* Exercise description *
Below is some data. Retype exactly the lines starting at the one with "Some(values.iter().cloned().fold(f64::INFINITY, f64::min))" and ending at the one with "pub fn linear_fit(x: &[f64], y: &[f64])".

* Provided information *

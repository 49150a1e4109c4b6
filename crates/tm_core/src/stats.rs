//! # Elementary Statistics Module
//!
//! Scalar reductions over per-node field values. These are the primitives the
//! calculations are built from; they operate on plain slices and know nothing
//! about grids.
//!
//! All functions return `None` for empty input rather than a sentinel value,
//! so callers decide whether an empty sample is an error.

/// Percentile of a sample via linear interpolation between order statistics.
///
/// Matches the conventional definition: percentile 0 is the minimum of the
/// sample, percentile 100 the maximum, and fractional ranks interpolate
/// linearly between the two neighboring order statistics.
///
/// # Arguments
/// * `values` - Sample values (unsorted is fine; the input is not mutated)
/// * `q` - Percentile in [0, 100]
///
/// # Returns
/// * `Some(p)` - The interpolated percentile
/// * `None` - If `values` is empty
///
/// # Examples
/// ```
/// use tm_core::stats::percentile;
///
/// let values = [4.0, 1.0, 3.0, 2.0];
/// assert_eq!(percentile(&values, 0.0), Some(1.0));
/// assert_eq!(percentile(&values, 50.0), Some(2.5));
/// assert_eq!(percentile(&values, 100.0), Some(4.0));
/// ```
pub fn percentile(values: &[f64], q: f64) -> Option<f64> {
    if values.is_empty() {
        return None;
    }

    let mut sorted = values.to_vec();
    sorted.sort_by(|a, b| a.partial_cmp(b).unwrap_or(std::cmp::Ordering::Equal));

    let n = sorted.len();
    if n == 1 {
        return Some(sorted[0]);
    }

    // Fractional rank into the sorted sample, clamped so q outside [0, 100]
    // cannot index out of bounds.
    let rank = (q / 100.0).clamp(0.0, 1.0) * (n - 1) as f64;
    let lo = rank.floor() as usize;
    let hi = rank.ceil() as usize;
    if lo == hi {
        return Some(sorted[lo]);
    }

    let weight = rank - lo as f64;
    Some(sorted[lo] * (1.0 - weight) + sorted[hi] * weight)
}

/// Arithmetic mean, `None` for empty input.
pub fn mean(values: &[f64]) -> Option<f64> {
    if values.is_empty() {
        return None;
    }
    Some(values.iter().sum::<f64>() / values.len() as f64)
}

/// Median (percentile 50).
pub fn median(values: &[f64]) -> Option<f64> {
    percentile(values, 50.0)
}

/// Minimum, `None` for empty input.
pub fn min(values: &[f64]) -> Option<f64> {
    if values.is_empty() {
        return None;
    }
    Some(values.iter().cloned().fold(f64::INFINITY, f64::min))
}

/// Maximum, `None` for empty input.
pub fn max(values: &[f64]) -> Option<f64> {
    if values.is_empty() {
        return None;
    }
    Some(values.iter().cloned().fold(f64::NEG_INFINITY, f64::max))
}

/// Sum over the sample. Defined as 0.0 for empty input (additive identity).
pub fn sum(values: &[f64]) -> f64 {
    values.iter().sum()
}

/// Population variance (normalized by N, not N-1), `None` for empty input.
pub fn variance(values: &[f64]) -> Option<f64> {
    let m = mean(values)?;
    let ss: f64 = values.iter().map(|v| (v - m) * (v - m)).sum();
    Some(ss / values.len() as f64)
}

/// Population standard deviation, `None` for empty input.
pub fn std_dev(values: &[f64]) -> Option<f64> {
    variance(values).map(f64::sqrt)
}

/// Least-squares linear fit `y = slope * x + intercept`.
///
/// Returns `None` for an empty sample, mismatched lengths, or a constant `x`
/// (the slope is undefined when the predictor has zero spread).
pub fn linear_fit(x: &[f64], y: &[f64]) -> Option<(f64, f64)> {
    if x.is_empty() || x.len() != y.len() {
        return None;
    }

    let x_mean = mean(x)?;
    let y_mean = mean(y)?;
    let mut sxx = 0.0;
    let mut sxy = 0.0;
    for (&xi, &yi) in x.iter().zip(y) {
        sxx += (xi - x_mean) * (xi - x_mean);
        sxy += (xi - x_mean) * (yi - y_mean);
    }
    if sxx == 0.0 {
        return None;
    }

    let slope = sxy / sxx;
    Some((slope, y_mean - slope * x_mean))
}
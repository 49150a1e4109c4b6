//! # tm_core - Terrain Metric & Residual Calculations
//!
//! Scalar "metric" and "residual" statistics over spatial grid fields
//! produced by Earth-surface-dynamics simulations, for model calibration and
//! sensitivity analysis. Calculations are declared by name in a YAML
//! configuration, validated eagerly, and evaluated against one grid
//! ([`Metric`]) or a (model, data) grid pair ([`Residual`]).
//!
//! ## Features
//! - Discretized misfit: joint-percentile classification of grid cells and
//!   per-category sum-of-squared residuals with templated category names
//! - Aggregate reductions, chi-elevation fit parameters, exact-value counts,
//!   hypsometric integral
//! - Declarative, order-preserving configuration with load-time validation
//! - Deterministic and side-effect-free: identical inputs give identical
//!   results, so independent invocations parallelize at the caller's whim

pub mod calculations;
pub mod config;
pub mod error;
pub mod grid;
pub mod metric;
pub mod registry;
pub mod residual;
pub mod stats;

#[cfg(test)]
mod scenario_tests;

pub use calculations::{
    aggregate, chi_gradient, chi_intercept, count_equal, discretized_misfit,
    hypsometric_integral, AggregationMethod, CategoryEntry, DiscretizedMisfit, PercentileBinner,
};
pub use config::{parse_calculations, CalculationSpec, NamedCalculation};
pub use error::{CalcError, ComputationError, ConfigurationError, Result};
pub use grid::{check_compatible, MetricGrid, RasterGrid};
pub use metric::Metric;
pub use registry::CalcContext;
pub use residual::Residual;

* Answer to the problem *
    Some(values.iter().cloned().fold(f64::INFINITY, f64::min))
}

/// Maximum, `None` for empty input.
pub fn max(values: &[f64]) -> Option<f64> {
    if values.is_empty() {
        return None;
    }
    Some(values.iter().cloned().fold(f64::NEG_INFINITY, f64::max))
}

/// Sum over the sample. Defined as 0.0 for empty input (additive identity).
pub fn sum(values: &[f64]) -> f64 {
    values.iter().sum()
}

/// Population variance (normalized by N, not N-1), `None` for empty input.
pub fn variance(values: &[f64]) -> Option<f64> {
    let m = mean(values)?;
    let ss: f64 = values.iter().map(|v| (v - m) * (v - m)).sum();
    Some(ss / values.len() as f64)
}

/// Population standard deviation, `None` for empty input.
pub fn std_dev(values: &[f64]) -> Option<f64> {
    variance(values).map(f64::sqrt)
}

/// Least-squares linear fit `y = slope * x + intercept`.
///
/// Returns `None` for an empty sample, mismatched lengths, or a constant `x`
/// (the slope is undefined when the predictor has zero spread).
pub fn linear_fit(x: &[f64], y: &[f64]) -> Option<(f64, f64)> {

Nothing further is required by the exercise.